··· GIVEN RECORDS

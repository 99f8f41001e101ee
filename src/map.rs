use std::collections::HashMap;
use std::hash::Hash;

use crate::{IntoListener, Listener, ListenerSet};

/// Listener set keyed by an enumerated event name, for event families that
/// share a single value type. Events dispatch as `(name, value)` pairs.
///
/// Prefer a [`listener_set!`](crate::listener_set) record when events carry
/// different value types; the map shape trades that per-event typing for
/// runtime keying.
pub struct ListenerMap<K, T> {
    listeners: HashMap<K, Listener<T>>,
}

impl<K, T> Default for ListenerMap<K, T> {
    fn default() -> Self { Self { listeners: HashMap::new() } }
}

impl<K: Clone, T> Clone for ListenerMap<K, T> {
    fn clone(&self) -> Self { Self { listeners: self.listeners.clone() } }
}

impl<K, T> std::fmt::Debug for ListenerMap<K, T> {
    fn fmt(&self, f: &mut std::fmt::Formatter<'_>) -> std::fmt::Result {
        f.debug_struct("ListenerMap").field("listeners", &self.listeners.len()).finish()
    }
}

impl<K: Eq + Hash, T> ListenerMap<K, T> {
    /// Create an empty listener map.
    pub fn new() -> Self { Self::default() }

    /// Register a listener for `name`. Registering the same name twice keeps
    /// only the most recent listener.
    pub fn listen<L: IntoListener<T>>(mut self, name: K, listener: L) -> Self {
        self.listeners.insert(name, listener.into_listener());
        self
    }
}

impl<K: Eq + Hash, T> ListenerSet for ListenerMap<K, T> {
    type Event = (K, T);

    fn dispatch(&self, (name, value): (K, T)) -> bool {
        match self.listeners.get(&name) {
            Some(listener) => {
                listener.call(value);
                true
            }
            None => false,
        }
    }
}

······

• **TASK TO CARRY OUT**
For every line above that has "ListenerSet" in it, copy the line.

• **RESULT OF THIS TASK**
use crate::{IntoListener, Listener, ListenerSet};
impl<K: Eq + Hash, T> ListenerSet for ListenerMap<K, T> {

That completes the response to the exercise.